PROBLEM TO SOLVE:
Using the data below, output the first line and every line after it up to and including the line containing "or coordinate moves.", exactly as written and with nothing added.

Saved data entries:
//! Board representation: squares, pieces, moves, and the position itself.
//!
//! `Board` doubles as the search tree's position key: it derives `Eq`,
//! `Hash` and `Ord`, so two boards compare equal exactly when they denote
//! the same game state (placement plus side to move).

use std::fmt;
use std::str::FromStr;

use thiserror::Error;

use crate::{FILES, RANKS, SQUARES};

/// Errors raised while parsing FEN strings or coordinate moves.
#[derive(Debug, Error, PartialEq, Eq)]
pub enum FenError {
    #[error("unknown piece character '{0}'")]
    UnknownPiece(char),

    #[error("malformed board field: {0}")]
    MalformedBoard(String),

    #[error("malformed side-to-move field: {0}")]
    MalformedSide(String),

    #[error("malformed square '{0}'")]
    MalformedSquare(String),

    #[error("malformed move '{0}'")]
    MalformedMove(String),
}

/// Side to move. Red moves first in xiangqi.
#[derive(Debug, Clone, Copy, PartialEq, Eq, Hash, PartialOrd, Ord)]
pub enum Side {
    Red,
    Black,
}

impl Side {
    #[inline]
    pub fn opponent(self) -> Side {
        match self {
            Side::Red => Side::Black,
            Side::Black => Side::Red,
        }
    }
}

/// Piece kind, shared by both sides.
#[derive(Debug, Clone, Copy, PartialEq, Eq, Hash, PartialOrd, Ord)]
pub enum PieceKind {
    Chariot,
    Horse,
    Elephant,
    Advisor,
    General,
    Cannon,
    Soldier,
}

impl PieceKind {
    /// All kinds, in the order of their identity indices.
    pub const ALL: [PieceKind; 7] = [
        PieceKind::Chariot,
        PieceKind::Horse,
        PieceKind::Elephant,
        PieceKind::Advisor,
        PieceKind::General,
        PieceKind::Cannon,
        PieceKind::Soldier,
    ];

    #[inline]
    fn ordinal(self) -> usize {
        match self {
            PieceKind::Chariot => 0,
            PieceKind::Horse => 1,
            PieceKind::Elephant => 2,
            PieceKind::Advisor => 3,
            PieceKind::General => 4,
            PieceKind::Cannon => 5,
            PieceKind::Soldier => 6,
        }
    }

    fn letter(self) -> char {
        match self {
            PieceKind::Chariot => 'R',
            PieceKind::Horse => 'N',
            PieceKind::Elephant => 'B',
            PieceKind::Advisor => 'A',
            PieceKind::General => 'K',
            PieceKind::Cannon => 'C',
            PieceKind::Soldier => 'P',
        }
    }
}

/// A piece: kind plus owning side.
#[derive(Debug, Clone, Copy, PartialEq, Eq, Hash, PartialOrd, Ord)]
pub struct Piece {
    pub side: Side,
    pub kind: PieceKind,
}

impl Piece {
    pub fn new(side: Side, kind: PieceKind) -> Self {
        Self { side, kind }
    }

    /// Dense identity index in `0..14`: `kind * 2 + (1 if Black)`.
    /// Used by the Zobrist table layout.
    #[inline]
    pub fn identity(self) -> usize {
        self.kind.ordinal() * 2
            + match self.side {
                Side::Red => 0,
                Side::Black => 1,
            }
    }

    /// FEN character: uppercase for Red, lowercase for Black.
    pub fn to_char(self) -> char {
        let c = self.kind.letter();
        match self.side {
            Side::Red => c,
            Side::Black => c.to_ascii_lowercase(),
        }
    }

    pub fn from_char(c: char) -> Result<Self, FenError> {
        let side = if c.is_ascii_uppercase() {
            Side::Red
        } else {
            Side::Black
        };
        let kind = match c.to_ascii_uppercase() {
            'R' => PieceKind::Chariot,
            'N' => PieceKind::Horse,
            'B' => PieceKind::Elephant,
            'A' => PieceKind::Advisor,
            'K' => PieceKind::General,
            'C' => PieceKind::Cannon,
            'P' => PieceKind::Soldier,
            _ => return Err(FenError::UnknownPiece(c)),
        };
        Ok(Self { side, kind })
    }
}

/// A board cell. Rank 0 is Red's back rank, file 0 is Red's leftmost file.
#[derive(Debug, Clone, Copy, PartialEq, Eq, Hash, PartialOrd, Ord)]
pub struct Square {
    pub rank: u8,
    pub file: u8,
}

impl Square {
    pub fn new(rank: u8, file: u8) -> Option<Self> {
        if (rank as usize) < RANKS && (file as usize) < FILES {
            Some(Self { rank, file })
        } else {
            None
        }
    }

    /// Flat cell index in `0..90`.
    #[inline]
    pub fn index(self) -> usize {
        self.rank as usize * FILES + self.file as usize
    }

    pub fn from_index(index: usize) -> Option<Self> {
        if index < SQUARES {
            Some(Self {
                rank: (index / FILES) as u8,
                file: (index % FILES) as u8,
            })
        } else {
            None
        }
    }

    /// Iterate every square, rank 0 file 0 first.
    pub fn all() -> impl Iterator<Item = Square> {
        (0..SQUARES).filter_map(Square::from_index)
    }
}

impl fmt::Display for Square {
    fn fmt(&self, f: &mut fmt::Formatter<'_>) -> fmt::Result {
        write!(f, "{}{}", (b'a' + self.file) as char, self.rank)
    }
}

impl FromStr for Square {
    type Err = FenError;

    fn from_str(s: &str) -> Result<Self, Self::Err> {
        let bytes = s.as_bytes();
        if bytes.len() != 2 {
            return Err(FenError::MalformedSquare(s.to_string()));
        }
        let file = bytes[0].wrapping_sub(b'a');
        let rank = bytes[1].wrapping_sub(b'0');
        Square::new(rank, file).ok_or_else(|| FenError::MalformedSquare(s.to_string()))
    }
}

/// A move in coordinate form, e.g. `a0a1`. Legality is the rules
/// engine's concern; this type is purely geometric.
#[derive(Debug, Clone, Copy, PartialEq, Eq, Hash, PartialOrd, Ord)]
pub struct Move {
    pub from: Square,
    pub to: Square,
}

impl Move {
    pub fn new(from: Square, to: Square) -> Self {
        Self { from, to }
    }
}

impl fmt::Display for Move {
    fn fmt(&self, f: &mut fmt::Formatter<'_>) -> fmt::Result {
        write!(f, "{}{}", self.from, self.to)
    }
}

impl FromStr for Move {
    type Err = FenError;

    fn from_str(s: &str) -> Result<Self, Self::Err> {
        if s.len() != 4 {
            return Err(FenError::MalformedMove(s.to_string()));
        }
        let from = s[0..2].parse()?;
        let to = s[2..4].parse()?;
        Ok(Move { from, to })
    }
}

/// A complete position: piece placement plus side to move.
///
/// Equality and ordering cover both fields, so `Board` serves directly
/// as the search tree's totally-ordered position key.
#[derive(Debug, Clone, PartialEq, Eq, Hash, PartialOrd, Ord)]
pub struct Board {
    cells: [Option<Piece>; SQUARES],
    side_to_move: Side,
}

impl Board {
    /// An empty board with Red to move.
    pub fn empty() -> Self {
        Self {
            cells: [None; SQUARES],
            side_to_move: Side::Red,
        }
    }

    /// The standard xiangqi starting position.
    pub fn start() -> Self {
        "rnbakabnr/9/1c5c1/p1p1p1p1p/9/9/P1P1P1P1P/1C5C1/9/RNBAKABNR w"
            .parse()
            .expect("start position FEN is valid")
    }

    #[inline]
    pub fn side_to_move(&self) -> Side {
        self.side_to_move
    }

    pub fn set_side_to_move(&mut self, side: Side) {
        self.side_to_move = side;
    }

    #[inline]
    pub fn piece_at(&self, sq: Square) -> Option<Piece> {
        self.cells[sq.index()]
    }

    pub fn set_piece(&mut self, sq: Square, piece: Option<Piece>) {
        self.cells[sq.index()] = piece;
    }

    /// Iterate occupied cells.
    pub fn pieces(&self) -> impl Iterator<Item = (Square, Piece)> + '_ {
        self.cells.iter().enumerate().filter_map(|(i, p)| {
            p.map(|piece| (Square::from_index(i).unwrap(), piece))
        })
    }

    /// Mechanically play a move: relocate the mover, flip the side to
    /// move, and return the captured piece if any. Does not check
    /// legality.
    pub fn make_move(&mut self, mv: Move) -> Option<Piece> {
        let mover = self.cells[mv.from.index()].take();
        let captured = std::mem::replace(&mut self.cells[mv.to.index()], mover);
        self.side_to_move = self.side_to_move.opponent();
        captured
    }

    /// Non-mutating variant of [`make_move`](Self::make_move).
    pub fn with_move(&self, mv: Move) -> (Board, Option<Piece>) {
        let mut next = self.clone();
        let captured = next.make_move(mv);
        (next, captured)
    }

    /// Serialize to FEN (placement from rank 9 down, then side field).
    pub fn to_fen(&self) -> String {
        let mut out = String::new();
        for rank in (0..RANKS).rev() {
            let mut run = 0;
            for file in 0..FILES {
                let sq = Square::new(rank as u8, file as u8).unwrap();
                match self.piece_at(sq) {
                    Some(piece) => {
                        if run > 0 {
                            out.push(char::from_digit(run, 10).unwrap());
                            run = 0;
                        }
                        out.push(piece.to_char());
                    }
                    None => run += 1,
                }
            }
            if run > 0 {
                out.push(char::from_digit(run, 10).unwrap());
            }
            if rank > 0 {
                out.push('/');
            }
        }
        out.push(' ');
        out.push(match self.side_to_move {
            Side::Red => 'w',
            Side::Black => 'b',
        });
        out
    }
}

impl FromStr for Board {
    type Err = FenError;

    fn from_str(s: &str) -> Result<Self, Self::Err> {
        let mut fields = s.split_whitespace();
        let placement = fields
            .next()
            .ok_or_else(|| FenError::MalformedBoard(s.to_string()))?;
        let side = fields
            .next()
            .ok_or_else(|| FenError::MalformedSide("missing".to_string()))?;

        let mut board = Board::empty();
        let rows: Vec<&str> = placement.split('/').collect();
        if rows.len() != RANKS {
            return Err(FenError::MalformedBoard(placement.to_string()));
        }

        for (i, row) in rows.iter().enumerate() {
            let rank = (RANKS - 1 - i) as u8;
            let mut file = 0u8;
            for c in row.chars() {
                if let Some(skip) = c.to_digit(10) {
                    file += skip as u8;
                } else {
                    let sq = Square::new(rank, file)
                        .ok_or_else(|| FenError::MalformedBoard(placement.to_string()))?;
                    board.set_piece(sq, Some(Piece::from_char(c)?));
                    file += 1;
                }
            }
            if file as usize != FILES {
                return Err(FenError::MalformedBoard(placement.to_string()));
            }
        }

        board.side_to_move = match side {
            "w" => Side::Red,
            "b" => Side::Black,
            other => return Err(FenError::MalformedSide(other.to_string())),
        };
        Ok(board)
    }
}

impl fmt::Display for Board {
    fn fmt(&self, f: &mut fmt::Formatter<'_>) -> fmt::Result {
        f.write_str(&self.to_fen())
    }
}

OUTPUT BELOW:
//! Board representation: squares, pieces, moves, and the position itself.
//!
//! `Board` doubles as the search tree's position key: it derives `Eq`,
//! `Hash` and `Ord`, so two boards compare equal exactly when they denote
//! the same game state (placement plus side to move).

use std::fmt;
use std::str::FromStr;

use thiserror::Error;

use crate::{FILES, RANKS, SQUARES};

/// Errors raised while parsing FEN strings or coordinate moves.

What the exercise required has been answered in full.